(Stored items)
# # # # # # #
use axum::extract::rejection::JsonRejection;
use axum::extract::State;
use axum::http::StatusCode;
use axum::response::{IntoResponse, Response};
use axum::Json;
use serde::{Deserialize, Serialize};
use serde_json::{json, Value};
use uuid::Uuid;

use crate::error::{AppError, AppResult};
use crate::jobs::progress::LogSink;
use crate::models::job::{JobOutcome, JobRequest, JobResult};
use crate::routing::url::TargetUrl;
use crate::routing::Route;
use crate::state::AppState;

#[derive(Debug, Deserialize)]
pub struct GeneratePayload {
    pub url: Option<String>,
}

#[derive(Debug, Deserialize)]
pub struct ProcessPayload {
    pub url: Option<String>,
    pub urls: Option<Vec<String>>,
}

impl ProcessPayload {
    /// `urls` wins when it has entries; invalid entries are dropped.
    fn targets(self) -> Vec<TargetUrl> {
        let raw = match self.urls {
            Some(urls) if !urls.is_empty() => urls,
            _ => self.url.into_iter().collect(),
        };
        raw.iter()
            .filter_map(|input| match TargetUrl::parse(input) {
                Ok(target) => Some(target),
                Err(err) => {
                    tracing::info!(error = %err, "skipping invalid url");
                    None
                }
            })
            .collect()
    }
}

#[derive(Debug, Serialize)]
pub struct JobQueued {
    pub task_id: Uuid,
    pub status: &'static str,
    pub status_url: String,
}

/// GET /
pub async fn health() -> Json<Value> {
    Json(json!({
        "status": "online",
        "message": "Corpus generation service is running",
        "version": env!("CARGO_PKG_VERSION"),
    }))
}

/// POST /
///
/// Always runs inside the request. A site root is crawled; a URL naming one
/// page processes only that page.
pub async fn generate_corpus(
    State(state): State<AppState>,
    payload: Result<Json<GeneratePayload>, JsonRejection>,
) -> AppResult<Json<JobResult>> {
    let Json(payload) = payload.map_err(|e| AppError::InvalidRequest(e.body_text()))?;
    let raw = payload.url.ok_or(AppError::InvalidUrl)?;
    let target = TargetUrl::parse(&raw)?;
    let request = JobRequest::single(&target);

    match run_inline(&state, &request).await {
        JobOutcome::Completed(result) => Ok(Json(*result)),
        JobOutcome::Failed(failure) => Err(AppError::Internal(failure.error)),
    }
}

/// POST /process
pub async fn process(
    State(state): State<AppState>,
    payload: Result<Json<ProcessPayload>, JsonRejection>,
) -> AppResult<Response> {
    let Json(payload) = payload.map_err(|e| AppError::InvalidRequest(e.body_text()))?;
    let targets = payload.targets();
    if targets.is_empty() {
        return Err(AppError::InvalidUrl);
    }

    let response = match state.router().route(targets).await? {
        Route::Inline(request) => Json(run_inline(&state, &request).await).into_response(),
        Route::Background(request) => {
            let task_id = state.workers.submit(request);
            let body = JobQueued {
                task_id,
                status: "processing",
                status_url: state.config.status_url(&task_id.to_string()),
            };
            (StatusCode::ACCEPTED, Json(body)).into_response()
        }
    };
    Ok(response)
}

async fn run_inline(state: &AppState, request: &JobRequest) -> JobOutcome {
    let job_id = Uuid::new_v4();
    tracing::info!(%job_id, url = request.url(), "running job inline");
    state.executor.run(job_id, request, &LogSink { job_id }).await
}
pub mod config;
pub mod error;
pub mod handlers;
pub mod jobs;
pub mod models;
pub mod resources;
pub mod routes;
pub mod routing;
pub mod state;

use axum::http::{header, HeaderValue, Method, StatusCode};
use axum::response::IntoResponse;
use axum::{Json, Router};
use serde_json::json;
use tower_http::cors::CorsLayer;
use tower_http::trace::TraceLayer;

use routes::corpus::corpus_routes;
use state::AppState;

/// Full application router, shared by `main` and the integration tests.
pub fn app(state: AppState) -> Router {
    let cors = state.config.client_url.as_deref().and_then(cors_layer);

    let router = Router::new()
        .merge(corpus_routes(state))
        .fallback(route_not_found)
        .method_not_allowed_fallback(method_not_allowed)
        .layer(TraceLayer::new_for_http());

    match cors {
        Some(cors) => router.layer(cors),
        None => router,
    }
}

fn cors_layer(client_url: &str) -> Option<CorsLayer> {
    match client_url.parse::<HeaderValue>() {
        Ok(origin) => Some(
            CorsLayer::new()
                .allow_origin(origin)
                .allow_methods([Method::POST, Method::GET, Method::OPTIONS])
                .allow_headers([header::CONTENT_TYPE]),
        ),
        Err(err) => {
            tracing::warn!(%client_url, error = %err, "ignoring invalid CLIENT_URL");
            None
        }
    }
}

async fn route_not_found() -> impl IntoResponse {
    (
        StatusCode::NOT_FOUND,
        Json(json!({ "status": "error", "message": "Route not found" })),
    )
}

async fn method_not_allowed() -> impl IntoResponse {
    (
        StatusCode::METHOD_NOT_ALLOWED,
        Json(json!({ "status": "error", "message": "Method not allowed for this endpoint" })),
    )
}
# # # # # # #
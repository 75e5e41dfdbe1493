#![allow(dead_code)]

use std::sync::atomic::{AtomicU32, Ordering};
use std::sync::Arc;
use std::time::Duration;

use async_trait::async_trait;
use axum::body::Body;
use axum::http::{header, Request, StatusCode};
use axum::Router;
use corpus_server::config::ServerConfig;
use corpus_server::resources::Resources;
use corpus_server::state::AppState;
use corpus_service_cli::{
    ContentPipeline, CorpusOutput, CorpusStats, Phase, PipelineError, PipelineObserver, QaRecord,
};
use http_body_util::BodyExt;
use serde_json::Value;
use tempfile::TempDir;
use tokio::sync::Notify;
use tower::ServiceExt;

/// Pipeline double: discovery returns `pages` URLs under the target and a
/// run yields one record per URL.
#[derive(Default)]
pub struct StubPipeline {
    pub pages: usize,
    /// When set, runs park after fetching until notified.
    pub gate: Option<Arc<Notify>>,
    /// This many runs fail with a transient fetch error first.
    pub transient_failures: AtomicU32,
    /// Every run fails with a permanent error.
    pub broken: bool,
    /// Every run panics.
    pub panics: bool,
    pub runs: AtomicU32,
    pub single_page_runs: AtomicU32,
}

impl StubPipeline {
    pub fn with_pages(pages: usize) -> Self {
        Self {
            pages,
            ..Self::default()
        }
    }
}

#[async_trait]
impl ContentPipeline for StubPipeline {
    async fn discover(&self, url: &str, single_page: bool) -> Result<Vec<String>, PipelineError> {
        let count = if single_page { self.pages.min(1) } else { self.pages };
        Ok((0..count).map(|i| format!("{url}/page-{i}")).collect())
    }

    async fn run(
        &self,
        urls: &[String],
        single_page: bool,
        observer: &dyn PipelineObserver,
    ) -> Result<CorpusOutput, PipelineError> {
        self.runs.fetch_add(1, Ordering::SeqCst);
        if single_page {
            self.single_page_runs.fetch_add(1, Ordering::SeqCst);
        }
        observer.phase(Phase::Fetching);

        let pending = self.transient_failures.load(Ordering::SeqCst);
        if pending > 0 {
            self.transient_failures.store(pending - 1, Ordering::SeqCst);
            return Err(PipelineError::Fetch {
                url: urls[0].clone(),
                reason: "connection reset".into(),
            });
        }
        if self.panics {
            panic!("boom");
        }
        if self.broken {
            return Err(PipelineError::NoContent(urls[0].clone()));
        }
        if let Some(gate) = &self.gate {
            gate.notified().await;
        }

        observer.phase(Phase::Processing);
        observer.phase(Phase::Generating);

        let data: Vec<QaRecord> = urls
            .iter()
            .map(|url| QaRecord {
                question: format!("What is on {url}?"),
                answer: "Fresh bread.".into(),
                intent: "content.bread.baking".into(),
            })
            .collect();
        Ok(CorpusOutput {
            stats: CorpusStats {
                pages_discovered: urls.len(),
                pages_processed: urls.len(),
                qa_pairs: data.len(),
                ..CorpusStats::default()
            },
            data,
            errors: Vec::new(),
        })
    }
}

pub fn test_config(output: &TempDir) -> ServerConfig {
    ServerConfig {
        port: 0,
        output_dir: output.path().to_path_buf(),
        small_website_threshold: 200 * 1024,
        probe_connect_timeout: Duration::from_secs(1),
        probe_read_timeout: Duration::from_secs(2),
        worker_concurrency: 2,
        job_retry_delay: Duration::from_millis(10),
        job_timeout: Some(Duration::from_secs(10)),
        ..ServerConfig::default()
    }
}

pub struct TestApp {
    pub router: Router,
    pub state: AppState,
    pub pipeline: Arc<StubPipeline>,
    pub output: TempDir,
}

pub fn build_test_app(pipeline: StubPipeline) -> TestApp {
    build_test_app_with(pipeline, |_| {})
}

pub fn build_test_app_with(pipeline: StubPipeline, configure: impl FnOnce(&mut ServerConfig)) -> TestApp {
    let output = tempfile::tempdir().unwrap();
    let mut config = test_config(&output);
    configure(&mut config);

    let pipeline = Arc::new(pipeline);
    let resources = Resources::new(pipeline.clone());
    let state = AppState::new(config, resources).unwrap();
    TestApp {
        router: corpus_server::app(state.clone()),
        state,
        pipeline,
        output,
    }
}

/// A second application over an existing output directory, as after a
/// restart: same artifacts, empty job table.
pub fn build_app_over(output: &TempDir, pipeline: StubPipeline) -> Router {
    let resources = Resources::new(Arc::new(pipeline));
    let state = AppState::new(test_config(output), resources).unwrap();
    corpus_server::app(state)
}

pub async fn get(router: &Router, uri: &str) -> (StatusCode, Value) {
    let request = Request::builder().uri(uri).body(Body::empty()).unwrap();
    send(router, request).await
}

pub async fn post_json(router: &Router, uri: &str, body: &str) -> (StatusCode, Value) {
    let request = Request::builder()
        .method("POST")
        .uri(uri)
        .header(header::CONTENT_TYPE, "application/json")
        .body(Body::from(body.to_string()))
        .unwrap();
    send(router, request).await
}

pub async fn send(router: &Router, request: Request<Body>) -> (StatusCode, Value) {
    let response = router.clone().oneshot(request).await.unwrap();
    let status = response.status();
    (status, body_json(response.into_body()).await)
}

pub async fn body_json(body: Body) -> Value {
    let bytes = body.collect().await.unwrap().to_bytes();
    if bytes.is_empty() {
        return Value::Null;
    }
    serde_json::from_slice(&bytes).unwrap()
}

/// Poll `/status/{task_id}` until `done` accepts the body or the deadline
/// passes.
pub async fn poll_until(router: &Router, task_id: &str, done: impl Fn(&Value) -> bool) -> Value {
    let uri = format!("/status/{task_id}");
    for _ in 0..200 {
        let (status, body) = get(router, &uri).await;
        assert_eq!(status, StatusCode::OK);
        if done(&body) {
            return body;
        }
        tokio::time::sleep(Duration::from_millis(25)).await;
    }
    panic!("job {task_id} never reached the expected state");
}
# # # # # # #
Your instructions
Once you reach the line with "Ok(response)" in the data above, copy it and every line after it exactly, up to and including the line with "use serde_json::json;".

Reply to the task
    Ok(response)
}

async fn run_inline(state: &AppState, request: &JobRequest) -> JobOutcome {
    let job_id = Uuid::new_v4();
    tracing::info!(%job_id, url = request.url(), "running job inline");
    state.executor.run(job_id, request, &LogSink { job_id }).await
}
pub mod config;
pub mod error;
pub mod handlers;
pub mod jobs;
pub mod models;
pub mod resources;
pub mod routes;
pub mod routing;
pub mod state;

use axum::http::{header, HeaderValue, Method, StatusCode};
use axum::response::IntoResponse;
use axum::{Json, Router};
use serde_json::json;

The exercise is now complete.